Il programma: la Lista Civica Caliari Sindaco sul tema economia locale

Nel nostro percorso di approfondimento dei programmi delle varie liste che si sono candidate per amministrare Sona, (iniziato con il Movimento Cinque Stelle), abbiamo chiesto a Francesco Caparra, Capolista della Lista Civica per Sona Caliari Sindaco che con PDL e UDC appoggia il candidato Sindaco Vittorio Caliari, di illustrarci quali provvedimenti nel campo dell’economia locale prevedano nel loro programma elettorale. Ecco cosa ci ha scritto Caparra.

 

Scelte errate di politica industriale, la crisi finanziaria iniziata nel 2007, poi divenuta crisi economica, hanno generato una serie di effetti a catena mettendo in luce i latenti problemi di un sistema economico vecchio ed inadeguato alla nuove sfide della globalizzazione. Nei quattro anni successivi i più abbienti, impauriti e spiazzati da aspettative poco ottimistiche, hanno spostato i loro capitali in altre zone del globo originando una crisi di liquidità molto grave del nostro sistema economico.  Ad aggravare il tutto sono arrivate le politiche del rigore volute dalla FED, dalla Comunità Europea, capitanata da una Germania arrogante ed egoista, e da un Governo di tecnici che si sono dimostrati poco avvezzi alla realtà del Paese. A soffrirne maggiormente sono le piccole e medie aziende, parte integrante del nostro tessuto socio-economico, costrette a chiudere e/o a delocalizzare in zone più competitive.
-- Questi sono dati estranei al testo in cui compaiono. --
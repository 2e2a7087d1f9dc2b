use anyhow::{anyhow, Result};
use serde::Serialize;
use std::collections::{BTreeMap, BTreeSet, HashMap};

use super::record::InventoryRecord;
use super::shelf_life::{ShelfLife, WasteReport};
use super::store::InventoryStore;
use crate::detect::Detection;
use crate::now_s;

/// What one reconcile batch did to a user's inventory.
#[derive(Clone, Debug, Default, PartialEq, Eq, Serialize)]
pub struct ReconcileReport {
    pub user_id: u64,
    /// Inventory after the batch, ordered by item name.
    pub records: Vec<InventoryRecord>,
    /// Labels that did not exist before the batch.
    pub added: Vec<String>,
    /// Existing labels that were detected again.
    pub updated: Vec<String>,
    /// Existing labels that were not detected but stay below the miss threshold.
    pub missed: Vec<String>,
    /// Existing labels deleted for reaching the miss threshold.
    pub removed: Vec<String>,
}

/// Merges detections into per-user inventories.
///
/// The reconciler caches each user's records on first use. The cache is the
/// source of truth for the session; store writes follow every change and their
/// failures are logged.
pub struct InventoryReconciler {
    store: Box<dyn InventoryStore>,
    shelf_life: ShelfLife,
    removal_miss_threshold: u32,
    cache: HashMap<u64, BTreeMap<String, InventoryRecord>>,
}

impl InventoryReconciler {
    /// `removal_miss_threshold` is the number of consecutive batches an item may
    /// go undetected before it is deleted. 0 is treated as 1.
    pub fn new(
        store: Box<dyn InventoryStore>,
        shelf_life: ShelfLife,
        removal_miss_threshold: u32,
    ) -> Self {
        Self {
            store,
            shelf_life,
            removal_miss_threshold: removal_miss_threshold.max(1),
            cache: HashMap::new(),
        }
    }

    pub fn shelf_life(&self) -> &ShelfLife {
        &self.shelf_life
    }

    pub fn removal_miss_threshold(&self) -> u32 {
        self.removal_miss_threshold
    }

    /// Reconcile one batch of detections at the current time.
    pub fn reconcile(&mut self, user_id: u64, detections: &[Detection]) -> Vec<InventoryRecord> {
        self.reconcile_at(user_id, detections, now_s()).records
    }

    /// Reconcile one batch of detections.
    ///
    /// - A label absent before the batch is created with quantity 1 on its first
    ///   occurrence; each further occurrence in the batch adds 1.
    /// - A label present before the batch gains 1 however often it occurs.
    /// - A label present before the batch and not detected counts a miss and is
    ///   deleted once its misses reach the threshold.
    pub fn reconcile_at(
        &mut self,
        user_id: u64,
        detections: &[Detection],
        now_s: u64,
    ) -> ReconcileReport {
        let threshold = self.removal_miss_threshold;
        let mut report = ReconcileReport {
            user_id,
            ..ReconcileReport::default()
        };
        let mut dirty: BTreeSet<String> = BTreeSet::new();

        let shelf_life = &self.shelf_life;
        let items = Self::cached(&mut self.cache, self.store.as_mut(), user_id);
        let existing: BTreeSet<String> = items.keys().cloned().collect();
        let mut redetected: BTreeSet<String> = BTreeSet::new();

        for detection in detections {
            let name = detection.class_label.trim();
            if name.is_empty() {
                continue;
            }
            if existing.contains(name) {
                if redetected.insert(name.to_string()) {
                    if let Some(record) = items.get_mut(name) {
                        record.quantity = record.quantity.saturating_add(1);
                        record.last_detected_at = now_s;
                        record.missed_cycles = 0;
                    }
                    report.updated.push(name.to_string());
                    dirty.insert(name.to_string());
                }
            } else if let Some(record) = items.get_mut(name) {
                record.quantity = record.quantity.saturating_add(1);
                record.last_detected_at = now_s;
            } else {
                items.insert(
                    name.to_string(),
                    InventoryRecord {
                        item_name: name.to_string(),
                        quantity: 1,
                        category: shelf_life.category(name).to_string(),
                        expiry_at: shelf_life.expiry_from(name, now_s),
                        added_at: now_s,
                        last_detected_at: now_s,
                        missed_cycles: 0,
                    },
                );
                report.added.push(name.to_string());
                dirty.insert(name.to_string());
            }
        }

        for name in existing.difference(&redetected) {
            let Some(record) = items.get_mut(name) else {
                continue;
            };
            record.missed_cycles = record.missed_cycles.saturating_add(1);
            if record.missed_cycles >= threshold {
                items.remove(name);
                report.removed.push(name.clone());
            } else {
                report.missed.push(name.clone());
                dirty.insert(name.clone());
            }
        }

        report.records = items.values().cloned().collect();
        let to_write: Vec<InventoryRecord> = dirty
            .iter()
            .filter_map(|name| items.get(name).cloned())
            .collect();

        for record in &to_write {
            self.persist_upsert(user_id, record);
        }
        for name in &report.removed {
            self.persist_remove(user_id, name);
        }

        log::info!(
            "user {}: +{} new, {} restocked, {} missed, {} removed ({} item(s))",
            user_id,
            report.added.len(),
            report.updated.len(),
            report.missed.len(),
            report.removed.len(),
            report.records.len()
        );
        report
    }

    /// Add `quantity` of an item. `expiry_at` defaults to the shelf-life table.
    pub fn add_item(
        &mut self,
        user_id: u64,
        item_name: &str,
        quantity: u32,
        expiry_at: Option<u64>,
    ) -> Result<InventoryRecord> {
        let name = item_name.trim();
        if name.is_empty() {
            return Err(anyhow!("item name must not be empty"));
        }
        if quantity == 0 {
            return Err(anyhow!("quantity must be > 0"));
        }
        let now = now_s();
        let shelf_life = &self.shelf_life;
        let items = Self::cached(&mut self.cache, self.store.as_mut(), user_id);
        let record = items
            .entry(name.to_string())
            .and_modify(|r| {
                r.quantity = r.quantity.saturating_add(quantity);
                r.last_detected_at = now;
                r.missed_cycles = 0;
                if let Some(expiry) = expiry_at {
                    r.expiry_at = expiry;
                }
            })
            .or_insert_with(|| InventoryRecord {
                item_name: name.to_string(),
                quantity,
                category: shelf_life.category(name).to_string(),
                expiry_at: expiry_at.unwrap_or_else(|| shelf_life.expiry_from(name, now)),
                added_at: now,
                last_detected_at: now,
                missed_cycles: 0,
            })
            .clone();
        self.persist_upsert(user_id, &record);
        Ok(record)
    }

    /// Take `quantity` of an item out. Returns the remaining record, or `None`
    /// when the item is gone (deleted here, or never present).
    pub fn remove_item(
        &mut self,
        user_id: u64,
        item_name: &str,
        quantity: u32,
    ) -> Option<InventoryRecord> {
        let items = Self::cached(&mut self.cache, self.store.as_mut(), user_id);
        let record = items.get_mut(item_name)?;
        if record.quantity <= quantity {
            items.remove(item_name);
            self.persist_remove(user_id, item_name);
            return None;
        }
        record.quantity -= quantity;
        let record = record.clone();
        self.persist_upsert(user_id, &record);
        Some(record)
    }

    pub fn get_inventory(&mut self, user_id: u64) -> Vec<InventoryRecord> {
        Self::cached(&mut self.cache, self.store.as_mut(), user_id)
            .values()
            .cloned()
            .collect()
    }

    pub fn item(&mut self, user_id: u64, item_name: &str) -> Option<InventoryRecord> {
        Self::cached(&mut self.cache, self.store.as_mut(), user_id)
            .get(item_name)
            .cloned()
    }

    pub fn clear(&mut self, user_id: u64) {
        self.cache.insert(user_id, BTreeMap::new());
        if let Err(e) = self.store.clear(user_id) {
            log::error!("inventory for user {} not cleared in store: {:#}", user_id, e);
        }
    }

    pub fn waste_report(&mut self, user_id: u64, now_s: u64) -> WasteReport {
        let items = Self::cached(&mut self.cache, self.store.as_mut(), user_id);
        WasteReport::build(items.values(), now_s)
    }

    fn cached<'a>(
        cache: &'a mut HashMap<u64, BTreeMap<String, InventoryRecord>>,
        store: &mut dyn InventoryStore,
        user_id: u64,
    ) -> &'a mut BTreeMap<String, InventoryRecord> {
        cache.entry(user_id).or_insert_with(|| match store.get_inventory(user_id) {
            Ok(records) => records
                .into_iter()
                .map(|r| (r.item_name.clone(), r))
                .collect(),
            Err(e) => {
                log::warn!("inventory for user {} not loaded: {:#}", user_id, e);
                BTreeMap::new()
            }
        })
    }

    fn persist_upsert(&mut self, user_id: u64, record: &InventoryRecord) {
        if let Err(e) = self.store.upsert_item(user_id, record) {
            log::error!(
                "inventory item {} for user {} not saved: {:#}",
                record.item_name,
                user_id,
                e
            );
        }
    }

    fn persist_remove(&mut self, user_id: u64, item_name: &str) {
        if let Err(e) = self.store.remove_item(user_id, item_name) {
            log::error!(
                "inventory item {} for user {} not deleted: {:#}",
                item_name,
                user_id,
                e
            );
        }
    }
}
L’effetto immediato è stato il tragico aumento della disoccupazione, specie quella giovanile. 

 

In questo scenario l’obiettivo ambizioso che ci prefiggiamo come gruppo (Civica per Sona – Caliari Sindaco, PDL e UDC) è quello di riportare una ventata di fiducia nei nostri imprenditori al fine di invogliarli ad investire sul nostro territorio attuando una serie di attività, quali:

1. Creazione di un Ente unico che, fungendo da rete di imprese, gestisca ed organizzi le aree industriali del Comune. Questo Ente, a cui le varie aziende dovranno associarsi,  si occuperà di rendere competitive le aziende locali, tramite: a) la stipula di convenzioni con fornitori di utenze e servizi; b) la stipula di contratti di convenzione con banche e/o consorzi di garanzia per l’accesso al credito; c) promuovere i prodotti ed i servizi sia a livello territoriale, nazionale ed internazionale; d) organizzare tavoli di concertazione tra sindacati dei lavoratori e le aziende al fine di ridurre i costi della manodopera e promuovere l’interscambio del personale dipendente. A tale Ente potranno associarsi anche i negozianti ed i piccoli artigiani dei vari paesi al fine di poter beneficiare dei servizi offerti;

2. Incentivare la creazione una scuola professionalizzante per i giovani   attraverso la costituzione di un’associazione tra imprenditori, professionisti, commercianti, artigiani ed agricoltori, che aiuti i giovani, tramite un percorso formativo in aula e presso le aziende, a conoscere il mondo del lavoro e le loro attitudini;

3. Sviluppare una politica turistico-attrattiva tramite la rivalutazione della Pro-Loco di Sona,  che fungendo da collante tra le varie associazioni di cui il nostro territorio è ricco, organizzerà con il patrocinio del Comune nuovi eventi, quali ad esempio, l’Estate Sonese (cinema all’aperto, gruppi musicali, sagre), la giornata del bambino, la giornata della famiglia, la giornata della sicurezza stradale, capitanata dalle associazioni di “bikers” locali, le “Soniliadi” (le Olimpiadi di Sona), e coordinerà le manifestazioni già esistenti;

4. Riqualificare il mercato ortofrutticolo comunale, trasformandolo in un ente efficiente in grado di sviluppare accordi di interscambio nazionale ed internazionale e che abbia come obiettivo la fattiva proposizione  dei nostri prodotti agricoli.

 

Tanto altro abbiamo in mente e tanta voglia e passione abbiamo per applicarlo. Non servono capitali ingenti, ma solo volontà, caparbietà e, soprattutto, capacità.

 

Navigare necesse est, vivere non est necesse. Anche contro corrente, anche se il naufragio ci attende, noi siamo orgogliosi della nostra eresia. Crediamo nelle nostre idee e siamo pronti a batterci per realizzarle. Un impegno preso con la cittadinanza è come un debito…. bisogna onorarlo!